En 2014, le groupe de sous-traitance automobile Altia a fait faillite. Ce groupe avait été construit de bric et de broc grâce au Fonds de modernisation des équipementiers automobiles (FMEA) qui avait été créé lors des Etats généraux de l'automobile. Il était constitué de beaucoup de rachats de sociétés qui étaient en redressement ou en liquidation judiciaire. Le consortium Altia voulait permettre à des entreprises de ressembler aux entreprises de taille intermédiaire (ETI) allemandes. Avec la CGT, nous avions tiré la sonnette d'alarme à plusieurs reprises, mais nous n'avons jamais été entendus ! C'est regrettable, car l'État, qui était actionnaire à hauteur de 20 % je crois, a perdu beaucoup d'argent.
Il manque donc à la filière automobile des lieux où pourrait s'instaurer un dialogue social. C'est un élément sur lequel on pourrait progresser sensiblement.
La filière automobile en France est très hétérogène. On peut donc difficilement avoir un raisonnement standardisé. Certaines entreprises ont une masse salariale qui représente 5 % du chiffre d'affaires, tandis que pour d'autres elle atteint les 20 %. Les enjeux et les remèdes ne sont donc pas les mêmes. Voilà pourquoi nous sommes attachés à tout ce qui peut être négocié au niveau de l'entreprise.

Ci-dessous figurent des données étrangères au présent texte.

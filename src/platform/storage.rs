//! Key-value storage backends for the save snapshot

use std::cell::RefCell;
use std::collections::HashMap;
use std::fmt;

/// Storage backend failure
#[derive(Debug)]
pub enum StorageError {
    /// Backend missing or refused the operation (e.g. LocalStorage disabled)
    Unavailable(String),
    /// Filesystem error
    Io(std::io::Error),
}

impl fmt::Display for StorageError {
    fn fmt(&self, f: &mut fmt::Formatter<'_>) -> fmt::Result {
        match self {
            StorageError::Unavailable(msg) => write!(f, "storage unavailable: {}", msg),
            StorageError::Io(e) => write!(f, "storage io error: {}", e),
        }
    }
}

impl std::error::Error for StorageError {
    fn source(&self) -> Option<&(dyn std::error::Error + 'static)> {
        match self {
            StorageError::Io(e) => Some(e),
            StorageError::Unavailable(_) => None,
        }
    }
}

impl From<std::io::Error> for StorageError {
    fn from(e: std::io::Error) -> Self {
        StorageError::Io(e)
    }
}

/// String key-value store
pub trait Storage {
    fn get(&self, key: &str) -> Result<Option<String>, StorageError>;
    fn set(&self, key: &str, value: &str) -> Result<(), StorageError>;
    fn remove(&self, key: &str) -> Result<(), StorageError>;
}

/// Shared handle, so a caller can keep reading a store it handed to a host
impl<S: Storage + ?Sized> Storage for std::rc::Rc<S> {
    fn get(&self, key: &str) -> Result<Option<String>, StorageError> {
        (**self).get(key)
    }

    fn set(&self, key: &str, value: &str) -> Result<(), StorageError> {
        (**self).set(key, value)
    }

    fn remove(&self, key: &str) -> Result<(), StorageError> {
        (**self).remove(key)
    }
}

/// In-memory store for tests and headless runs
#[derive(Debug, Default)]
pub struct MemoryStorage {
    entries: RefCell<HashMap<String, String>>,
}

impl MemoryStorage {
    pub fn new() -> Self {
        Self::default()
    }
}

impl Storage for MemoryStorage {
    fn get(&self, key: &str) -> Result<Option<String>, StorageError> {
        Ok(self.entries.borrow().get(key).cloned())
    }

    fn set(&self, key: &str, value: &str) -> Result<(), StorageError> {
        self.entries
            .borrow_mut()
            .insert(key.to_string(), value.to_string());
        Ok(())
    }

    fn remove(&self, key: &str) -> Result<(), StorageError> {
        self.entries.borrow_mut().remove(key);
        Ok(())
    }
}

/// One `<key>.json` file per key inside a directory
#[cfg(not(target_arch = "wasm32"))]
#[derive(Debug, Clone)]
pub struct FileStorage {
    dir: std::path::PathBuf,
}

#[cfg(not(target_arch = "wasm32"))]
impl FileStorage {
    pub fn new(dir: impl Into<std::path::PathBuf>) -> Self {
        Self { dir: dir.into() }
    }

    fn file_for(&self, key: &str) -> std::path::PathBuf {
        self.dir.join(format!("{}.json", key))
    }
}

#[cfg(not(target_arch = "wasm32"))]
impl Storage for FileStorage {
    fn get(&self, key: &str) -> Result<Option<String>, StorageError> {
        match std::fs::read_to_string(self.file_for(key)) {
            Ok(text) => Ok(Some(text)),
            Err(e) if e.kind() == std::io::ErrorKind::NotFound => Ok(None),
            Err(e) => Err(e.into()),
        }
    }

    fn set(&self, key: &str, value: &str) -> Result<(), StorageError> {
        std::fs::create_dir_all(&self.dir)?;
        // Write-then-rename so a crash never leaves a half-written save
        let target = self.file_for(key);
        let tmp = target.with_extension("json.tmp");
        std::fs::write(&tmp, value)?;
        std::fs::rename(&tmp, &target)?;
        Ok(())
    }

    fn remove(&self, key: &str) -> Result<(), StorageError> {
        match std::fs::remove_file(self.file_for(key)) {
            Ok(()) => Ok(()),
            Err(e) if e.kind() == std::io::ErrorKind::NotFound => Ok(()),
            Err(e) => Err(e.into()),
        }
    }
}

/// Browser LocalStorage
#[cfg(target_arch = "wasm32")]
#[derive(Debug, Default, Clone, Copy)]
pub struct LocalStorage;

#[cfg(target_arch = "wasm32")]
impl LocalStorage {
    fn backend() -> Result<web_sys::Storage, StorageError> {
        web_sys::window()
            .and_then(|w| w.local_storage().ok())
            .flatten()
            .ok_or_else(|| StorageError::Unavailable("no LocalStorage".to_string()))
    }
}

#[cfg(target_arch = "wasm32")]
impl Storage for LocalStorage {
    fn get(&self, key: &str) -> Result<Option<String>, StorageError> {
        Self::backend()?
            .get_item(key)
            .map_err(|e| StorageError::Unavailable(format!("{:?}", e)))
    }

    fn set(&self, key: &str, value: &str) -> Result<(), StorageError> {
        Self::backend()?
            .set_item(key, value)
            .map_err(|e| StorageError::Unavailable(format!("{:?}", e)))
    }

    fn remove(&self, key: &str) -> Result<(), StorageError> {
        Self::backend()?
            .remove_item(key)
            .map_err(|e| StorageError::Unavailable(format!("{:?}", e)))
    }
}
//! Night Shift TD - A fixed-timestep tower defense simulation
//!
//! Core modules:
//! - `sim`: Deterministic simulation (path, waves, combat, economy, phases)
//! - `gacha`: Weighted unit rolls feeding the inventory
//! - `host`: Frame-driven owner of the authoritative session state
//! - `platform`: Clock, periodic triggers and storage backends
//! - `persistence`: Save/load of the session snapshot
//! - `settings`: Player preferences
//! - `web`: Browser bindings (wasm32 only)

pub mod gacha;
pub mod host;
pub mod persistence;
pub mod platform;
pub mod settings;
pub mod sim;
#[cfg(target_arch = "wasm32")]
pub mod web;

pub use host::GameHost;
pub use settings::Preferences;

/// Game configuration constants
pub mod consts {
    /// Logic tick interval at 1x speed, in microseconds (~30 Hz)
    pub const TICK_INTERVAL_MICROS: u64 = 33_300;
    /// Maximum logic ticks run in one animation frame
    pub const MAX_TICKS_PER_FRAME: u32 = 5;
    /// Backlog beyond this many ticks is discarded instead of caught up
    pub const OVERLOAD_TICKS: u64 = 2 * MAX_TICKS_PER_FRAME as u64;

    /// Player base
    pub const STARTING_HEALTH: u32 = 20;
    pub const STARTING_COINS: u64 = 500;
    /// Unit every new session owns
    pub const STARTER_UNIT: &str = "freddy";
    /// Coins credited by the terminal override
    pub const ADMIN_COIN_GRANT: u64 = 999_999_999;

    /// Seconds of prep countdown before each wave
    pub const PREP_TIME_SECONDS: u32 = 10;
    /// Clearing this wave wins the run
    pub const VICTORY_WAVE: u32 = 15;

    /// Map
    pub const GRID_SIZE: i32 = 12;

    /// Towers
    pub const MAX_LEVEL: u32 = 10;
    /// Level from which fire rate improves by `FIRE_RATE_BONUS`
    pub const FIRE_RATE_BONUS_LEVEL: u32 = 5;
    pub const FIRE_RATE_BONUS: u32 = 5;
    pub const MIN_FIRE_RATE: u32 = 5;
    pub const UPGRADE_COST_GROWTH: f64 = 1.5;
    pub const TOWER_REFUND_RATIO: f64 = 0.6;
    /// Duplicate pulls and inventory sales refund this share of the unit cost
    pub const UNIT_REFUND_RATIO: f64 = 0.5;

    /// Combat
    pub const PROJECTILE_LIFETIME_TICKS: u64 = 15;
    pub const SLOW_DURATION_TICKS: u32 = 60;
    pub const SLOW_FACTOR: f32 = 0.5;
    pub const BOSS_BASE_DAMAGE: u32 = 5;
    pub const ENEMY_BASE_DAMAGE: u32 = 1;
    /// Spacing (in segment fractions) between consecutive spawns
    pub const SPAWN_SPACING: f32 = 1.5;

    /// Kill reward = floor(max_hp * REWARD_HP_RATIO + REWARD_FLAT)
    pub const REWARD_HP_RATIO: f64 = 0.15;
    pub const REWARD_FLAT: f64 = 5.0;

    /// Potion cost growth per tier
    pub const POTION_TIER_GROWTH: f64 = 2.5;

    /// Gacha
    pub const SINGLE_ROLL_COST: u64 = 100;
    pub const DOUBLE_ROLL_COST: u64 = 200;
    pub const TRIPLE_ROLL_COST: u64 = 300;
}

C'est à ce niveau que l'on trouvera des solutions intelligentes et non en prenant de grandes dispositions qui concerneraient toute la filière.

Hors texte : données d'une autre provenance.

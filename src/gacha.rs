//! Weighted unit rolls
//!
//! Each roll walks the catalog in table order, subtracting unit weights from
//! a uniform draw until it lands. A unit's weight is its rarity weight, with
//! every non-Common weight scaled by the active Luck multiplier.

use std::time::Duration;

use rand::Rng;

use crate::consts::*;
use crate::sim::{ActionError, Catalog, GameState, PotionKind, PullOutcome, Rarity, UnitDef, resolve_pull};

/// Shortest reveal animation
const MIN_REVEAL: Duration = Duration::from_millis(200);
const BASE_REVEAL: Duration = Duration::from_millis(2_000);

/// How many units one pull rolls
#[derive(Debug, Clone, Copy, PartialEq, Eq)]
pub enum PullSize {
    Single,
    Double,
    Triple,
}

impl PullSize {
    pub fn count(&self) -> usize {
        match self {
            PullSize::Single => 1,
            PullSize::Double => 2,
            PullSize::Triple => 3,
        }
    }

    pub fn cost(&self) -> u64 {
        match self {
            PullSize::Single => SINGLE_ROLL_COST,
            PullSize::Double => DOUBLE_ROLL_COST,
            PullSize::Triple => TRIPLE_ROLL_COST,
        }
    }
}

/// Roll weight of `unit` under `luck_mult`
pub fn unit_weight(unit: &UnitDef, luck_mult: f64) -> f64 {
    let weight = unit.rarity.gacha_weight();
    if unit.rarity == Rarity::Common {
        weight
    } else {
        weight * luck_mult
    }
}

/// Pick the unit a uniform `draw` in [0, 1) lands on
pub fn pick_unit(catalog: &Catalog, luck_mult: f64, draw: f64) -> Option<&'static UnitDef> {
    let units = catalog.units();
    let total: f64 = units.iter().map(|u| unit_weight(u, luck_mult)).sum();
    let mut remaining = draw * total;
    for unit in units {
        let weight = unit_weight(unit, luck_mult);
        if remaining < weight {
            return Some(unit);
        }
        remaining -= weight;
    }
    // Float drift past the last bucket
    units.first()
}

/// Roll `count` units
pub fn roll_units<R: Rng>(
    rng: &mut R,
    catalog: &Catalog,
    count: usize,
    luck_mult: f64,
) -> Vec<&'static UnitDef> {
    (0..count)
        .filter_map(|_| pick_unit(catalog, luck_mult, rng.random::<f64>()))
        .collect()
}

/// Delay before the results of a pull are shown
pub fn reveal_delay(speed_mult: f64) -> Duration {
    let millis = (BASE_REVEAL.as_millis() as f64 * speed_mult.max(0.0)).round() as u64;
    Duration::from_millis(millis).max(MIN_REVEAL)
}

/// Rolled units plus their effect on the inventory
#[derive(Debug, Clone, PartialEq)]
pub struct PullResult {
    pub units: Vec<&'static str>,
    pub outcome: PullOutcome,
    pub reveal_delay: Duration,
}

/// Pay for and resolve a pull, using the potion effects active at `now_ms`
pub fn pull<R: Rng>(
    state: &mut GameState,
    catalog: &Catalog,
    size: PullSize,
    rng: &mut R,
    now_ms: u64,
) -> Result<PullResult, ActionError> {
    let cost = size.cost();
    if state.coins < cost {
        return Err(ActionError::InsufficientFunds {
            cost,
            have: state.coins,
        });
    }

    state.coins -= cost;
    let luck = state.effect_multiplier_at(PotionKind::Luck, now_ms);
    let speed = state.effect_multiplier_at(PotionKind::Speed, now_ms);
    let units: Vec<&'static str> = roll_units(rng, catalog, size.count(), luck)
        .into_iter()
        .map(|u| u.id)
        .collect();
    log::debug!("Pulled {:?} for {} (luck x{})", units, cost, luck);

    let outcome = resolve_pull(state, catalog, &units);
    Ok(PullResult {
        units,
        outcome,
        reveal_delay: reveal_delay(speed),
    })
}

#[cfg(test)]
mod tests {
    use super::*;
    use crate::sim::{PotionTier, buy_potion, use_potion};
    use rand::SeedableRng;
    use rand_pcg::Pcg32;

    #[test]
    fn test_pull_costs() {
        assert_eq!(PullSize::Single.cost(), 100);
        assert_eq!(PullSize::Double.cost(), 200);
        assert_eq!(PullSize::Triple.cost(), 300);
        assert_eq!(PullSize::Triple.count(), 3);
    }

    #[test]
    fn test_pick_walks_table_order() {
        let catalog = Catalog::standard();
        assert_eq!(pick_unit(&catalog, 1.0, 0.0).unwrap().id, "freddy");
        let last = catalog.units().last().unwrap();
        assert_eq!(pick_unit(&catalog, 1.0, 0.999_999_999).unwrap().id, last.id);
    }

    #[test]
    fn test_luck_only_scales_non_common() {
        let catalog = Catalog::standard();
        let freddy = catalog.get("freddy").unwrap();
        assert_eq!(unit_weight(freddy, 2.5), unit_weight(freddy, 1.0));
        let rare = catalog.units().iter().find(|u| u.rarity == Rarity::Rare).unwrap();
        assert_eq!(unit_weight(rare, 2.5), unit_weight(rare, 1.0) * 2.5);
    }

    #[test]
    fn test_rolls_are_seed_deterministic() {
        let catalog = Catalog::standard();
        let a = roll_units(&mut Pcg32::seed_from_u64(7), &catalog, 20, 1.0);
        let b = roll_units(&mut Pcg32::seed_from_u64(7), &catalog, 20, 1.0);
        assert_eq!(a, b);
        assert_eq!(a.len(), 20);
    }

    #[test]
    fn test_commons_dominate() {
        let catalog = Catalog::standard();
        let rolls = roll_units(&mut Pcg32::seed_from_u64(42), &catalog, 2_000, 1.0);
        let commons = rolls.iter().filter(|u| u.rarity == Rarity::Common).count();
        let secrets = rolls.iter().filter(|u| u.rarity == Rarity::Secret).count();
        assert!(commons > 1_000, "commons = {}", commons);
        assert!(secrets < 50, "secrets = {}", secrets);
    }

    #[test]
    fn test_reveal_delay() {
        assert_eq!(reveal_delay(1.0), Duration::from_millis(2_000));
        assert_eq!(reveal_delay(0.4), Duration::from_millis(800));
        assert_eq!(reveal_delay(0.05), Duration::from_millis(200));
    }

    #[test]
    fn test_pull_charges_and_resolves() {
        let catalog = Catalog::standard();
        let mut state = GameState::new();
        state.coins = 300;
        let result = pull(&mut state, &catalog, PullSize::Triple, &mut Pcg32::seed_from_u64(3), 0).unwrap();
        assert_eq!(result.units.len(), 3);
        assert_eq!(state.coins, result.outcome.refunded);
        for id in &result.units {
            assert!(state.inventory.contains(*id));
        }
    }

    #[test]
    fn test_pull_insufficient_funds_is_noop() {
        let catalog = Catalog::standard();
        let mut state = GameState::new();
        state.coins = 99;
        let before = state.inventory.clone();
        assert_eq!(
            pull(&mut state, &catalog, PullSize::Single, &mut Pcg32::seed_from_u64(1), 0),
            Err(ActionError::InsufficientFunds { cost: 100, have: 99 })
        );
        assert_eq!(state.coins, 99);
        assert_eq!(state.inventory, before);
    }

    #[test]
    fn test_speed_potion_shortens_reveal_until_expiry() {
        let catalog = Catalog::standard();
        let mut state = GameState::new();
        state.coins = 1_000;
        buy_potion(&mut state, PotionKind::Speed, PotionTier::Two).unwrap();
        use_potion(&mut state, PotionKind::Speed, PotionTier::Two, 0).unwrap();

        let mut rng = Pcg32::seed_from_u64(9);
        let fast = pull(&mut state, &catalog, PullSize::Single, &mut rng, 1_000).unwrap();
        assert_eq!(fast.reveal_delay, Duration::from_millis(800));
        let slow = pull(&mut state, &catalog, PullSize::Single, &mut rng, 60_000).unwrap();
        assert_eq!(slow.reveal_delay, Duration::from_millis(2_000));
    }
}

On note aussi que les fournisseurs et les sous-traitants voient leur part à l'exportation augmenter, passant d'un tiers en 2010 à la moitié aujourd'hui.

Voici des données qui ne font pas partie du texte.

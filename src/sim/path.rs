//! Path geometry for enemy traversal
//!
//! The path is an ordered polyline of grid waypoints. A path position is a
//! segment index plus a fraction along that segment:
//! - `point_at(i, f)` = lerp(waypoint[i], waypoint[i + 1], f)
//! - segments are axis-aligned on the standard map, which `is_on_path` relies on

use std::fmt;

use glam::Vec2;
use serde::{Deserialize, Serialize};

/// A cell coordinate on the map grid
#[derive(Debug, Clone, Copy, PartialEq, Eq, Hash, Serialize, Deserialize)]
pub struct GridPos {
    pub x: i32,
    pub y: i32,
}

impl GridPos {
    pub const fn new(x: i32, y: i32) -> Self {
        Self { x, y }
    }

    /// Cell coordinate in path-grid units
    #[inline]
    pub fn as_vec2(self) -> Vec2 {
        Vec2::new(self.x as f32, self.y as f32)
    }
}

/// Error building a path
#[derive(Debug, Clone, PartialEq, Eq)]
pub enum PathError {
    /// A path needs at least a start and an end
    TooFewWaypoints { found: usize },
}

impl fmt::Display for PathError {
    fn fmt(&self, f: &mut fmt::Formatter<'_>) -> fmt::Result {
        match self {
            PathError::TooFewWaypoints { found } => {
                write!(f, "path needs at least 2 waypoints, found {}", found)
            }
        }
    }
}

impl std::error::Error for PathError {}

/// Waypoints of the standard map (12x12 grid)
const STANDARD_WAYPOINTS: [GridPos; 8] = [
    GridPos::new(0, 5),
    GridPos::new(3, 5),
    GridPos::new(3, 2),
    GridPos::new(8, 2),
    GridPos::new(8, 8),
    GridPos::new(5, 8),
    GridPos::new(5, 11),
    GridPos::new(11, 11),
];

/// Immutable polyline enemies walk along
#[derive(Debug, Clone, PartialEq)]
pub struct Path {
    waypoints: Vec<GridPos>,
}

impl Path {
    pub fn new(waypoints: Vec<GridPos>) -> Result<Self, PathError> {
        if waypoints.len() < 2 {
            return Err(PathError::TooFewWaypoints {
                found: waypoints.len(),
            });
        }
        Ok(Self { waypoints })
    }

    /// The map every session is played on
    pub fn standard() -> Self {
        Self {
            waypoints: STANDARD_WAYPOINTS.to_vec(),
        }
    }

    pub fn waypoints(&self) -> &[GridPos] {
        &self.waypoints
    }

    /// Index of the last waypoint; reaching it means reaching the base
    #[inline]
    pub fn final_index(&self) -> usize {
        self.waypoints.len() - 1
    }

    /// Interpolated coordinate at `fraction` along segment `segment`.
    ///
    /// Out-of-range segments clamp to the last waypoint, and a segment whose
    /// end is missing returns its start waypoint.
    pub fn point_at(&self, segment: usize, fraction: f32) -> Vec2 {
        let start = self.waypoints[segment.min(self.final_index())].as_vec2();
        match self.waypoints.get(segment + 1) {
            Some(end) => start.lerp(end.as_vec2(), fraction),
            None => start,
        }
    }

    /// True if the cell lies on any axis-aligned segment (endpoints inclusive)
    pub fn is_on_path(&self, x: i32, y: i32) -> bool {
        self.waypoints.windows(2).any(|pair| {
            let (a, b) = (pair[0], pair[1]);
            let vertical = a.x == b.x && x == a.x && y >= a.y.min(b.y) && y <= a.y.max(b.y);
            let horizontal = a.y == b.y && y == a.y && x >= a.x.min(b.x) && x <= a.x.max(b.x);
            vertical || horizontal
        })
    }
}

impl Default for Path {
    fn default() -> Self {
        Self::standard()
    }
}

On peut s'interroger sur ce qui se passe actuellement au Maghreb où beaucoup de nouvelles capacités sont en train de se développer. Je me souviens que, lorsque les capacités se sont développées dans l'est de l'Europe, le discours était le même : cela devait concerner le marché local. Or on a vu les surcapacités ainsi engendrées et les difficultés que tout cela a entraîné. Aussi faut-il avoir une vision très précise sur le Maghreb. Je ne dis pas qu'il ne faut rien développer là-bas, bien au contraire. Mais cela doit faire l'objet d'un dialogue, ce que les Allemands savent mieux faire que nous. Ils sont capables de dire en effet que telle chose peut être délocalisée tandis que telle autre doit être gardée sur leur territoire. Ce dialogue n'existe pas en France, ce qui est fort regrettable.
La France devra faire preuve de rigueur et de fermeté en ce qui concerne les futures normes d'émissions de dioxyde de carbone (CO2) en Europe pour 2030, car il y aura beaucoup de lobbyings de la part de pays qui ne souhaitent pas aller dans ce sens.
Certains constructeurs ont un discours ambivalent puisque, d'un côté, ils sont plutôt favorables à des normes exigeantes, tandis que, de l'autre, ils se livrent à du lobbying pour qu'elles ne le soient pas trop pour des questions de rentabilité de leur capital ou de leurs investissements. Pour autant, je pense que l'industrie française a intérêt à ce que les normes soient les plus dures possible. On a vu, avec la crise aux États-Unis, que c'était un bon point pour l'industrie européenne.
Nous avons aussi beaucoup de mal à lire ce qui se passe autour du bonus-malus. Nous n'arrivons pas à cerner la logique des changements…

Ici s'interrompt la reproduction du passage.